• _What you have to do_: After finding the line containing "it is pulled" below, please output that line and each following one through the line containing "let Some(next) = running.checked_add(cost)", exactly as written.

********************

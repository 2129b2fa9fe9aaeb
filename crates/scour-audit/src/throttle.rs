//! Virtual-clock rate limiter for audit I/O.
//!
//! [`RateBudget`] keeps audit traffic under a per-second ceiling so scanning
//! does not starve client I/O. Every unit consumed (a byte, a file) advances a
//! virtual clock by `1 / rate` seconds; when the virtual clock runs ahead of
//! the real one, the caller sleeps off the difference.

use rand::Rng;
use tokio::time::{Duration, Instant};
use tracing::trace;

/// How far the virtual clock may lag behind real time before it is pulled
/// forward. Bounds the burst allowed after an idle stretch.
pub const RATE_BUFFER: Duration = Duration::from_secs(5);

/// Upper bound of the random jitter added to every non-zero wait.
pub const MAX_JITTER: Duration = Duration::from_millis(1);

/// Accumulated virtual time for one rate-limited quantity.
///
/// One budget lives for one sweep and is reset by replacing it.
#[derive(Debug, Default)]
pub struct RateBudget {
    /// Virtual time consumed so far. `None` until the first reservation.
    running: Option<Instant>,
    /// Total wait handed out, jitter included.
    waited: Duration,
}

impl RateBudget {
    /// Create an empty budget.
    pub fn new() -> Self {
        Self::default()
    }

    /// Account for `amount` units at `max_rate` units/second and return how
    /// long the caller must wait before proceeding.
    ///
    /// A non-positive or non-finite `max_rate` disables limiting. A rate so
    /// small that the cost runs off the clock returns [`Duration::MAX`].
    pub fn reserve(&mut self, max_rate: f64, amount: u64) -> Duration {
        if !max_rate.is_finite() || max_rate <= 0.0 || amount == 0 {
            return Duration::ZERO;
        }

        let now = Instant::now();
        let mut running = self.running.unwrap_or(now);
        if now.saturating_duration_since(running) > RATE_BUFFER {
            running = now;
        }
        let cost = Duration::try_from_secs_f64(amount as f64 / max_rate).unwrap_or(Duration::MAX);
        let Some(next) = running.checked_add(cost) else {
            self.running = Some(running);
            self.waited = Duration::MAX;
            return Duration::MAX;
        };
        self.running = Some(next);

        let ahead = next.saturating_duration_since(now);
        if ahead.is_zero() {
            return Duration::ZERO;
        }
        let jitter = rand::rng().random_range(Duration::ZERO..MAX_JITTER);
        let wait = ahead.saturating_add(jitter);
        self.waited = self.waited.saturating_add(wait);
        trace!(wait_us = wait.as_micros() as u64, amount, max_rate, "rate limit wait");
        wait
    }

    /// Reserve and sleep off the wait in one go.
    pub async fn throttle(&mut self, max_rate: f64, amount: u64) {
        let wait = self.reserve(max_rate, amount);
        if !wait.is_zero() {
            tokio::time::sleep(wait).await;
        }
    }

    /// Total wait handed out by this budget.
    pub fn waited(&self) -> Duration {
        self.waited
    }
}
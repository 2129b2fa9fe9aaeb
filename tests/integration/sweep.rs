//! End-to-end sweeps over file-backed drives.

use scour_audit::Shutdown;
use scour_tests::{
    TEST_CHUNK_SIZE, TestNode, drop_chunk, keys_with_prefix, overwrite_chunk, put_object,
    test_data, unlimited,
};

const DEV_A: &str = "127.0.0.1:6001";
const DEV_B: &str = "127.0.0.1:6002";
const DEV_C: &str = "127.0.0.1:6003";

#[tokio::test]
async fn test_healthy_node_sweeps_clean() {
    let mut node = TestNode::new();
    let a = node.add_drive(0, DEV_A);
    let b = node.add_drive(1, DEV_B);
    for i in 0..10u32 {
        let body = test_data(TEST_CHUNK_SIZE * 3 + i as usize, i);
        put_object(&a, 0, &format!("/acct/cont/a{i}"), &body).await;
        put_object(&b, 1, &format!("/acct/cont/b{i}"), &body).await;
    }

    let auditor = node.auditor(unlimited());
    let summary = auditor.run_once(&[], &Shutdown::never()).await;
    assert_eq!(summary.devices, 2);
    assert_eq!(summary.stats.found_objects, 20);
    assert_eq!(summary.stats.success, 20);
    assert_eq!(summary.stats.failures, 0);
    assert_eq!(summary.stats.device_success, 2);
    assert!(keys_with_prefix(&a, "quarantine.").await.is_empty());
}

#[tokio::test]
async fn test_truncated_hello_world_is_quarantined() {
    let mut node = TestNode::new();
    let a = node.add_drive(0, DEV_A);
    let good = put_object(&a, 0, "/acct/cont/good", b"hello world").await;
    let bad = put_object(&a, 0, "/acct/cont/bad", b"hello world").await;
    overwrite_chunk(&a, &bad, 1, b"hello worl").await;

    let auditor = node.auditor(unlimited());
    let stats = auditor.run_once(&[], &Shutdown::never()).await.stats;
    assert_eq!(stats.found_objects, 2);
    assert_eq!(stats.success, 1);
    assert_eq!(stats.quarantines, 1);

    assert!(a.get(&good).await.unwrap().is_some());
    assert!(a.get(&bad).await.unwrap().is_none());
    let quarantined = keys_with_prefix(&a, "quarantine.").await;
    assert_eq!(quarantined.len(), 2);
    assert!(quarantined.iter().any(|k| k.ends_with(&bad)));
}

#[tokio::test]
async fn test_missing_chunk_is_caught_by_size() {
    let mut node = TestNode::new();
    let a = node.add_drive(0, DEV_A);
    let key = put_object(&a, 0, "/acct/cont/o", &test_data(TEST_CHUNK_SIZE * 4, 7)).await;
    drop_chunk(&a, &key, 2).await;

    let auditor = node.auditor(unlimited());
    let stats = auditor.run_once(&[], &Shutdown::never()).await.stats;
    assert_eq!(stats.quarantines, 1);
    // The three surviving chunks and the head key.
    assert_eq!(keys_with_prefix(&a, "quarantine.").await.len(), 4);
    assert!(keys_with_prefix(&a, "chunks.").await.is_empty());
}

#[tokio::test]
async fn test_bit_flip_is_caught_by_etag() {
    let mut node = TestNode::new();
    let a = node.add_drive(0, DEV_A);
    let key = put_object(&a, 0, "/acct/cont/o", &[b'x'; TEST_CHUNK_SIZE * 2]).await;
    overwrite_chunk(&a, &key, 2, &[b'y'; TEST_CHUNK_SIZE]).await;

    let auditor = node.auditor(unlimited());
    let stats = auditor.run_once(&[], &Shutdown::never()).await.stats;
    assert_eq!(stats.failures, 1);
    assert_eq!(stats.quarantines, 1);
    assert_eq!(stats.total_bytes_processed, (TEST_CHUNK_SIZE * 2) as u64);
}

#[tokio::test]
async fn test_missing_drive_is_a_device_failure() {
    let mut node = TestNode::new();
    let a = node.add_drive(0, DEV_A);
    node.add_missing_drive(0, DEV_B);
    put_object(&a, 0, "/acct/cont/o", b"payload").await;

    let auditor = node.auditor(unlimited());
    let stats = auditor.run_once(&[], &Shutdown::never()).await.stats;
    assert_eq!(stats.device_success, 1);
    assert_eq!(stats.device_failures, 1);
    assert_eq!(stats.success, 1);
}

#[tokio::test]
async fn test_override_list_limits_sweep() {
    let mut node = TestNode::new();
    let a = node.add_drive(0, DEV_A);
    let c = node.add_drive(0, DEV_C);
    put_object(&a, 0, "/acct/cont/a", b"a").await;
    put_object(&c, 0, "/acct/cont/c", b"c").await;

    let auditor = node.auditor(unlimited());
    let summary = auditor
        .run_once(&[DEV_C.to_string()], &Shutdown::never())
        .await;
    assert_eq!(summary.devices, 1);
    assert_eq!(summary.stats.found_objects, 1);
}

#[tokio::test]
async fn test_second_sweep_finds_nothing_new() {
    let mut node = TestNode::new();
    let a = node.add_drive(0, DEV_A);
    for i in 0..5u32 {
        let key = put_object(&a, 0, &format!("/acct/cont/{i}"), &test_data(100, i)).await;
        if i % 2 == 0 {
            overwrite_chunk(&a, &key, 1, b"garbage").await;
        }
    }

    let auditor = node.auditor(unlimited());
    let first = auditor.run_once(&[], &Shutdown::never()).await.stats;
    assert_eq!(first.quarantines, 3);
    assert_eq!(first.success, 2);

    let second = auditor.run_once(&[], &Shutdown::never()).await.stats;
    assert_eq!(second.found_objects, 2);
    assert_eq!(second.success, 2);
    assert_eq!(second.quarantines, 0);
}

********************

• _Answer section_:
/// How far the virtual clock may lag behind real time before it is pulled
/// forward. Bounds the burst allowed after an idle stretch.
pub const RATE_BUFFER: Duration = Duration::from_secs(5);

/// Upper bound of the random jitter added to every non-zero wait.
pub const MAX_JITTER: Duration = Duration::from_millis(1);

/// Accumulated virtual time for one rate-limited quantity.
///
/// One budget lives for one sweep and is reset by replacing it.
#[derive(Debug, Default)]
pub struct RateBudget {
    /// Virtual time consumed so far. `None` until the first reservation.
    running: Option<Instant>,
    /// Total wait handed out, jitter included.
    waited: Duration,
}

impl RateBudget {
    /// Create an empty budget.
    pub fn new() -> Self {
        Self::default()
    }

    /// Account for `amount` units at `max_rate` units/second and return how
    /// long the caller must wait before proceeding.
    ///
    /// A non-positive or non-finite `max_rate` disables limiting. A rate so
    /// small that the cost runs off the clock returns [`Duration::MAX`].
    pub fn reserve(&mut self, max_rate: f64, amount: u64) -> Duration {
        if !max_rate.is_finite() || max_rate <= 0.0 || amount == 0 {
            return Duration::ZERO;
        }

        let now = Instant::now();
        let mut running = self.running.unwrap_or(now);
        if now.saturating_duration_since(running) > RATE_BUFFER {
            running = now;
        }
        let cost = Duration::try_from_secs_f64(amount as f64 / max_rate).unwrap_or(Duration::MAX);
        let Some(next) = running.checked_add(cost) else {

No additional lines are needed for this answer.